I had presented the technical, hacker-stimulating side of the RULE Project to a small but interested audience. It proved to be another demonstration that free software always finds new and unexpected uses. I had announced that people are trying to run RULE on such unexpected platforms as the Norhtec Micro Client. Much to my surprise, one of the participants made the same point, asking how RULE and User-Mode Linux could be used to squeeze as many copies as possible of Linux into the same computer, to test networking protocols.
I'm proud to report that I earned a standing ovation, only it wasn't for my presentation. Due to the problems mentioned above, the room had not yet been equipped with a laptop when I was supposed to start. The speaker after me, Enrico Speranza, kindly connected to the projector his own Windows XP laptop and let me use it to run my slide show from my USB stick. I use only Linux, so at the end, in good faith, I asked, "Is there anybody who knows Windows XP, to unmount my stick and shut the system down properly?" After some seconds of astonished silence, Enrico came to the rescue, seeking applause from the audience because "he's such a good Linux user that he doesn't know how to use Windows!" Ah, well...

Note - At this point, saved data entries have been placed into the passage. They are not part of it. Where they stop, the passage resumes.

//! Condensed display of buffered script output

use std::fmt;

/// Output shorter than this is always shown in full.
pub const FULL_OUTPUT_LIMIT: usize = 500;

/// Longer output is abbreviated only when it has more lines than this.
pub const PREVIEW_MIN_LINES: usize = 10;

/// Lines kept from each end of an abbreviated output.
pub const PREVIEW_LINES: usize = 5;

#[derive(Debug, Clone, PartialEq, Eq)]
pub enum Preview {
    Empty,
    Full(String),
    Abbreviated { head: Vec<String>, tail: Vec<String> },
}

impl Preview {
    #[must_use]
    pub fn of(output: &[u8]) -> Self {
        if output.is_empty() {
            return Self::Empty;
        }
        let text = String::from_utf8_lossy(output);
        let text = text.strip_suffix('\n').unwrap_or(&*text);
        if output.len() < FULL_OUTPUT_LIMIT {
            return Self::Full(text.to_owned());
        }

        let lines: Vec<&str> = text.split('\n').collect();
        if lines.len() <= PREVIEW_MIN_LINES {
            return Self::Full(text.to_owned());
        }
        Self::Abbreviated {
            head: lines[..PREVIEW_LINES].iter().map(|l| (*l).to_owned()).collect(),
            tail: lines[lines.len() - PREVIEW_LINES..]
                .iter()
                .map(|l| (*l).to_owned())
                .collect(),
        }
    }
}

impl fmt::Display for Preview {
    fn fmt(&self, f: &mut fmt::Formatter<'_>) -> fmt::Result {
        match self {
            Self::Empty => Ok(()),
            Self::Full(text) => {
                writeln!(f, "--- Output begin ---")?;
                writeln!(f, "{text}")?;
                writeln!(f, "--- Output end ---")
            }
            Self::Abbreviated { head, tail } => {
                writeln!(f, "--- Output preview (use --verbose for full output) ---")?;
                for line in head {
                    writeln!(f, "{line}")?;
                }
                writeln!(f, "...")?;
                for line in tail {
                    writeln!(f, "{line}")?;
                }
                writeln!(f, "--- End of preview ---")
            }
        }
    }
}
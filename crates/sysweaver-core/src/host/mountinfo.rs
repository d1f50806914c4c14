//! `/proc/self/mountinfo` parsing

use std::path::{Path, PathBuf};

/// Field index of the mount point.
/// Format: ID PARENT_ID MAJOR:MINOR ROOT MOUNT_POINT OPTIONS ...
const MOUNT_POINT_FIELD: usize = 4;

/// Mount points listed in a mountinfo table, in table order.
#[must_use]
pub fn mount_points(table: &str) -> Vec<PathBuf> {
    table
        .lines()
        .filter_map(|line| line.split_whitespace().nth(MOUNT_POINT_FIELD))
        .map(|field| PathBuf::from(unescape(field)))
        .collect()
}

/// Whether `target` appears as a mount point in `table`.
#[must_use]
pub fn contains(table: &str, target: &Path) -> bool {
    mount_points(table).iter().any(|point| point == target)
}

/// Undo the kernel's octal escaping (`\040` for space, `\011` for tab, ...).
fn unescape(field: &str) -> String {
    let bytes = field.as_bytes();
    let mut out = Vec::with_capacity(bytes.len());
    let mut i = 0;
    while i < bytes.len() {
        if bytes[i] == b'\\' && i + 3 < bytes.len() && is_octal(&bytes[i + 1..i + 4]) {
            let value = (bytes[i + 1] - b'0') * 64 + (bytes[i + 2] - b'0') * 8 + (bytes[i + 3] - b'0');
            out.push(value);
            i += 4;
        } else {
            out.push(bytes[i]);
            i += 1;
        }
    }
    String::from_utf8_lossy(&out).into_owned()
}

fn is_octal(digits: &[u8]) -> bool {
    digits.len() == 3 && digits[0] <= b'3' && digits.iter().all(|d| (b'0'..=b'7').contains(d))
}
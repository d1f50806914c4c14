//! Loop devices left behind by image builds

use std::path::{Path, PathBuf};

/// Marker in backing-file names of images this tool creates.
pub const IMAGE_NAME_MARKER: &str = "sysweaver";

/// An attached loop device and the file behind it
#[derive(Debug, Clone, PartialEq, Eq)]
pub struct LoopDevice {
    pub device: PathBuf,
    pub backing_file: PathBuf,
}

impl LoopDevice {
    /// Whether this device belongs to a jail rooted at one of `owned_dirs`
    /// or carries the image name marker.
    #[must_use]
    pub fn is_orphan_of(&self, owned_dirs: &[PathBuf]) -> bool {
        if owned_dirs.iter().any(|dir| self.backing_file.starts_with(dir)) {
            return true;
        }
        self.backing_file
            .file_name()
            .is_some_and(|name| name.to_string_lossy().contains(IMAGE_NAME_MARKER))
    }
}

/// Parse `losetup --list --noheadings --raw --output NAME,BACK-FILE`.
#[must_use]
pub fn parse_losetup_list(output: &str) -> Vec<LoopDevice> {
    output
        .lines()
        .filter_map(|line| {
            let line = line.trim();
            let (device, backing) = line.split_once(char::is_whitespace)?;
            let backing = unescape_raw(backing.trim());
            let backing = backing.strip_suffix(" (deleted)").unwrap_or(&backing);
            if backing.is_empty() {
                return None;
            }
            Some(LoopDevice {
                device: PathBuf::from(device),
                backing_file: PathBuf::from(backing),
            })
        })
        .collect()
}

/// `--raw` output escapes unsafe characters as `\xHH`.
fn unescape_raw(field: &str) -> String {
    let mut out = Vec::with_capacity(field.len());
    let bytes = field.as_bytes();
    let mut i = 0;
    while i < bytes.len() {
        if bytes[i] == b'\\'
            && bytes.get(i + 1) == Some(&b'x')
            && i + 3 < bytes.len()
            && bytes[i + 2].is_ascii_hexdigit()
            && bytes[i + 3].is_ascii_hexdigit()
        {
            if let Ok(value) = u8::from_str_radix(&field[i + 2..i + 4], 16) {
                out.push(value);
                i += 4;
                continue;
            }
        }
        out.push(bytes[i]);
        i += 1;
    }
    String::from_utf8_lossy(&out).into_owned()
}

/// Devices from `devices` that a sweep over `owned_dirs` should detach.
#[must_use]
pub fn orphans<'a>(devices: &'a [LoopDevice], owned_dirs: &[PathBuf]) -> Vec<&'a Path> {
    devices
        .iter()
        .filter(|dev| dev.is_orphan_of(owned_dirs))
        .map(|dev| dev.device.as_path())
        .collect()
}
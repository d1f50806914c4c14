mod common;

use common::{Call, Fixture, MockHost, SHELL_PID};
use nix::mount::MsFlags;
use std::path::PathBuf;
use sysweaver_core::{IdMapping, JailError, JailState, MountSpec};

#[test]
fn start_mounts_fixed_set_and_runs() {
    let fixture = Fixture::new();
    let host = MockHost::new();
    let jail = fixture.jail(&host);

    jail.start().unwrap();

    assert!(jail.is_running());
    assert_eq!(jail.state(), JailState::Running);
    assert_eq!(jail.pid(), Some(SHELL_PID));
    assert_eq!(jail.mounts(), fixture.fixed_mounts());
    assert_eq!(host.mounted(), fixture.fixed_mounts());
    assert!(fixture.dir.path().join("jail.overlay/upper").is_dir());
    assert!(fixture.dir.path().join("jail.overlay/work").is_dir());
}

#[test]
fn template_binds_are_remounted_read_only_and_probed() {
    let fixture = Fixture::new();
    let host = MockHost::new();
    let jail = fixture.jail(&host);
    jail.start().unwrap();

    let read_only = MsFlags::MS_BIND | MsFlags::MS_REMOUNT | MsFlags::MS_RDONLY;
    for target in [fixture.root("template"), fixture.root("scripts")] {
        assert!(host.calls().contains(&Call::Mount {
            target: target.clone(),
            flags: read_only,
        }));
        assert!(host.calls().contains(&Call::Probe(target)));
    }
}

#[test]
fn stop_returns_to_idle_with_nothing_mounted() {
    let fixture = Fixture::new();
    let host = MockHost::new();
    let jail = fixture.jail(&host);
    jail.start().unwrap();
    host.clear_calls();

    jail.stop().unwrap();

    assert!(!jail.is_running());
    assert!(jail.mounts().is_empty());
    assert!(host.mounted().is_empty());
    assert_eq!(jail.pid(), None);

    let calls = host.calls();
    assert_eq!(calls[0], Call::Kill(SHELL_PID));
    assert_eq!(calls[1], Call::Wait(SHELL_PID));

    let report = jail.last_teardown().unwrap();
    assert!(report.is_clean());
    assert_eq!(report.unmounted.len(), fixture.fixed_mounts().len());
}

#[test]
fn unmounts_in_reverse_mount_order() {
    let fixture = Fixture::new();
    let host = MockHost::new();
    let mut config = fixture.config();
    config.mount_points.push(MountSpec::typed("tmpfs", "tmpfs", "/tmp"));
    let jail = fixture.jail_with(config, &host);

    jail.start().unwrap();
    let mounted = host.mount_targets();
    jail.stop().unwrap();

    let unmounted: Vec<PathBuf> = host
        .unmount_attempts()
        .into_iter()
        .map(|(target, _)| target)
        .collect();
    let mut expected = mounted;
    expected.reverse();
    assert_eq!(unmounted, expected);
}

#[test]
fn writable_template_is_critical_and_rolls_back() {
    let fixture = Fixture::new();
    let host = MockHost::new();
    host.writable_binds();
    let jail = fixture.jail(&host);

    let err = jail.start().unwrap_err();

    assert!(matches!(err, JailError::CriticalInvariantViolation(_)));
    assert!(err.is_critical());
    assert!(!jail.is_running());
    assert!(host.mounted().is_empty());
    assert!(!host.calls().iter().any(|c| matches!(c, Call::Spawn(_))));

    let unmounted: Vec<PathBuf> = host
        .unmount_attempts()
        .into_iter()
        .map(|(target, _)| target)
        .collect();
    assert_eq!(unmounted[0], fixture.root("template"));
    assert_eq!(unmounted.last(), Some(&fixture.root("")));
    assert!(jail.last_teardown().unwrap().stuck.is_empty());
}

#[test]
fn mount_failure_rolls_back_prefix() {
    let fixture = Fixture::new();
    let host = MockHost::new();
    host.fail_mount_at(fixture.root("sys"));
    let jail = fixture.jail(&host);

    let err = jail.start().unwrap_err();

    assert!(matches!(err, JailError::Mount(_)));
    assert!(!jail.is_running());
    assert!(host.mounted().is_empty());
    let unmounted: Vec<PathBuf> = host
        .unmount_attempts()
        .into_iter()
        .map(|(target, _)| target)
        .collect();
    assert_eq!(unmounted, [fixture.root("proc"), fixture.root("")]);
}

#[test]
fn spawn_failure_is_launch_error_with_rollback() {
    let fixture = Fixture::new();
    let host = MockHost::new();
    host.fail_spawn();
    let jail = fixture.jail(&host);

    let err = jail.start().unwrap_err();

    assert!(matches!(err, JailError::Launch(_)));
    assert!(!jail.is_running());
    assert!(host.mounted().is_empty());
    assert!(jail.mounts().is_empty());
}

#[test]
fn double_start_leaves_session_untouched() {
    let fixture = Fixture::new();
    let host = MockHost::new();
    let jail = fixture.jail(&host);
    jail.start().unwrap();
    let mounts = jail.mounts();
    host.clear_calls();

    let err = jail.start().unwrap_err();

    assert!(matches!(err, JailError::AlreadyRunning));
    assert!(host.calls().is_empty());
    assert!(jail.is_running());
    assert_eq!(jail.mounts(), mounts);
    assert_eq!(jail.pid(), Some(SHELL_PID));
}

#[test]
fn stop_while_idle_is_not_running() {
    let fixture = Fixture::new();
    let host = MockHost::new();
    let jail = fixture.jail(&host);

    assert!(matches!(jail.stop(), Err(JailError::NotRunning)));
    assert!(host.calls().is_empty());
}

#[test]
fn missing_base_is_path_not_found_without_mounting() {
    let fixture = Fixture::new();
    std::fs::remove_dir_all(&fixture.base).unwrap();
    let host = MockHost::new();
    let jail = fixture.jail(&host);

    let err = jail.start().unwrap_err();

    assert!(matches!(err, JailError::PathNotFound { what: "base tree", .. }));
    assert!(host.calls().is_empty());
    assert!(!fixture.dir.path().join("jail.overlay").exists());
}

#[test]
fn template_without_scripts_is_path_not_found() {
    let fixture = Fixture::new();
    std::fs::remove_dir_all(fixture.template.join("scripts")).unwrap();
    let host = MockHost::new();
    let jail = fixture.jail(&host);

    let err = jail.start().unwrap_err();

    assert!(matches!(err, JailError::PathNotFound { .. }));
    assert!(host.mounted().is_empty());
}

#[test]
fn mapping_changes_ignored_while_running() {
    let fixture = Fixture::new();
    let host = MockHost::new();
    let jail = fixture.jail(&host);
    let before = jail.uid_mappings();
    jail.start().unwrap();

    jail.set_uid_mappings(vec![IdMapping::new(0, 100_000, 65536)])
        .unwrap();
    jail.set_gid_mappings(vec![IdMapping::new(0, 100_000, 65536)])
        .unwrap();
    jail.set_pid_namespace_enabled(false);

    assert_eq!(jail.uid_mappings(), before);
    assert!(jail.pid_namespace_enabled());

    jail.stop().unwrap();
    jail.set_pid_namespace_enabled(false);
    assert!(!jail.pid_namespace_enabled());
}

#[test]
fn invalid_mappings_while_running_are_ignored_without_error() {
    let fixture = Fixture::new();
    let host = MockHost::new();
    let jail = fixture.jail(&host);
    let uids = jail.uid_mappings();
    let gids = jail.gid_mappings();
    jail.start().unwrap();

    assert!(jail.set_uid_mappings(vec![IdMapping::new(0, 1, 0)]).is_ok());
    assert!(jail.set_gid_mappings(vec![IdMapping::new(0, 1, 0)]).is_ok());
    assert_eq!(jail.uid_mappings(), uids);
    assert_eq!(jail.gid_mappings(), gids);

    jail.stop().unwrap();
    assert!(matches!(
        jail.set_uid_mappings(vec![IdMapping::new(0, 1, 0)]),
        Err(JailError::Config(_))
    ));
}

#[test]
fn scratch_is_recreated_empty_on_every_start() {
    let fixture = Fixture::new();
    let host = MockHost::new();
    let upper = fixture.dir.path().join("jail.overlay/upper");
    std::fs::create_dir_all(&upper).unwrap();
    std::fs::write(upper.join("stale"), "left over").unwrap();
    let jail = fixture.jail(&host);

    jail.start().unwrap();
    assert!(upper.is_dir());
    assert!(!upper.join("stale").exists());

    std::fs::write(upper.join("from-first-run"), "built").unwrap();
    jail.stop().unwrap();
    jail.start().unwrap();

    assert_eq!(std::fs::read_dir(&upper).unwrap().count(), 0);
    assert!(fixture.dir.path().join("jail.overlay/work").is_dir());
}

#[test]
fn scratch_enclosing_base_and_template_is_rejected() {
    let fixture = Fixture::new();
    let host = MockHost::new();
    let mut config = fixture.config();
    config.scratch_dir = Some(fixture.dir.path().to_path_buf());
    config.template_dir.clone_from(&fixture.template);

    assert!(matches!(config.validate(), Err(JailError::Config(_))));
    let result = sysweaver_core::Jail::with_host(
        config,
        &fixture.template,
        std::sync::Arc::clone(&host) as std::sync::Arc<dyn sysweaver_core::Host>,
    );

    assert!(matches!(result, Err(JailError::Config(_))));
    assert!(fixture.base.join("bin").is_dir());
    assert!(fixture.template.join("scripts/install/01-hello.sh").is_file());
    assert!(host.calls().is_empty());
}

#[test]
fn namespace_settings_reach_the_launcher() {
    let fixture = Fixture::new();
    let host = MockHost::new();
    let mut config = fixture.config();
    config.environment = vec!["ARCH=aarch64".into(), "HOME=/build".into()];
    let jail = fixture.jail_with(config, &host);
    jail.set_pid_namespace_enabled(false);
    jail.set_uid_mappings(vec![IdMapping::root_to(1234)]).unwrap();

    jail.start().unwrap();

    let spec = host
        .calls()
        .into_iter()
        .find_map(|call| match call {
            Call::Spawn(spec) => Some(spec),
            _ => None,
        })
        .unwrap();
    assert_eq!(spec.root, fixture.chroot);
    assert!(!spec.namespaces.pid);
    assert_eq!(spec.namespaces.uid_mappings, vec![IdMapping::root_to(1234)]);
    assert!(spec.env.contains(&("HOME".into(), "/build".into())));
    assert!(spec.env.contains(&("ARCH".into(), "aarch64".into())));
    assert!(spec.env.iter().any(|(k, _)| k == "PATH"));
}

#[test]
fn jail_restarts_after_stop() {
    let fixture = Fixture::new();
    let host = MockHost::new();
    let jail = fixture.jail(&host);

    for _ in 0..3 {
        jail.start().unwrap();
        assert_eq!(jail.mounts().len(), fixture.fixed_mounts().len());
        jail.stop().unwrap();
        assert!(host.mounted().is_empty());
    }
}

#[test]
fn dropping_running_jail_tears_down() {
    let fixture = Fixture::new();
    let host = MockHost::new();
    {
        let jail = fixture.jail(&host);
        jail.start().unwrap();
    }
    assert!(host.mounted().is_empty());
    assert!(host.calls().contains(&Call::Kill(SHELL_PID)));
}

#[test]
fn extra_mounts_follow_fixed_set() {
    let fixture = Fixture::new();
    let cache = fixture.dir.path().join("cache");
    std::fs::create_dir_all(&cache).unwrap();
    let resolv = fixture.dir.path().join("resolv.conf");
    std::fs::write(&resolv, "nameserver 9.9.9.9\n").unwrap();

    let host = MockHost::new();
    let mut config = fixture.config();
    config.mount_points = vec![
        MountSpec::bind(&cache, "/var/cache/apk").option("ro"),
        MountSpec::bind(&resolv, "etc/resolv.conf"),
        MountSpec::typed("tmpfs", "tmpfs", "/tmp").option("size=64m"),
    ];
    let jail = fixture.jail_with(config, &host);

    jail.start().unwrap();

    let mut expected = fixture.fixed_mounts();
    expected.extend([
        fixture.root("var/cache/apk"),
        fixture.root("etc/resolv.conf"),
        fixture.root("tmp"),
    ]);
    assert_eq!(jail.mounts(), expected);
    assert!(fixture.root("etc/resolv.conf").is_file());
    assert!(fixture.root("var/cache/apk").is_dir());
    assert!(host.calls().contains(&Call::Probe(fixture.root("var/cache/apk"))));
}

#[test]
fn writable_extra_bind_is_mount_error_not_critical() {
    let fixture = Fixture::new();
    let host = MockHost::new();
    host.writable_at(fixture.root("srv"));
    let mut config = fixture.config();
    config.mount_points = vec![MountSpec::bind(&fixture.base, "/srv").option("ro")];
    let jail = fixture.jail_with(config, &host);

    let err = jail.start().unwrap_err();

    assert!(matches!(err, JailError::Mount(_)));
    assert!(!err.is_critical());
    assert!(!jail.is_running());
    assert!(host.mounted().is_empty());
}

Nationwide, different LUGs independently discussed cryptography and security on Linux. There were at least two other common trends that are worth reporting. Almost always, when free software arrives in any country, it comes in first through its universities, which usually are in its bigger, or anyway more mundane and important, cities. It is only later, when awareness spreads and competence matures, that it reaches the smaller towns. Italy seems already well into this second phase. The official Italian Lug List already covers all corners of the country, though not all LUGs have enough resources to host a local Linux Day. Should you compare, however, the list of those who already had such resources this year with a detailed map of Italy you would discover that a lot of shows were organized in lovely little cities.
On a smaller scale, the second thing that several local programs had in common was a presentation of trashware-related initiatives like RULE. The Italian Trashware Resources portal contains a still partial list of these talks. It always feels good to let people know that Linux can also save them money they had already spent.